Retype the records exactly, including every line.
(Provided material Opens)
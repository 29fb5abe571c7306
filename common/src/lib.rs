//! Multibook Common Types
//!
//! Shared types used across the Multibook crates: currencies, monetary
//! amounts, UTC days, identifiers and input validation errors.

pub mod identifiers;
pub mod monetary;
pub mod error;
pub mod time;
pub mod telemetry;

pub use identifiers::*;
pub use monetary::*;
pub use error::*;
pub use time::*;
(Provided material Closes)
**Result for this exercise:**
repository 29fb5abe571c7306
filename common/src/lib.rs
//! Multibook Common Types
//!
//! Shared types used across the Multibook crates: currencies, monetary
//! amounts, UTC days, identifiers and input validation errors.

pub mod identifiers;
pub mod monetary;
pub mod error;
pub mod time;
pub mod telemetry;

pub use identifiers::*;
pub use monetary::*;
pub use error::*;
pub use time::*;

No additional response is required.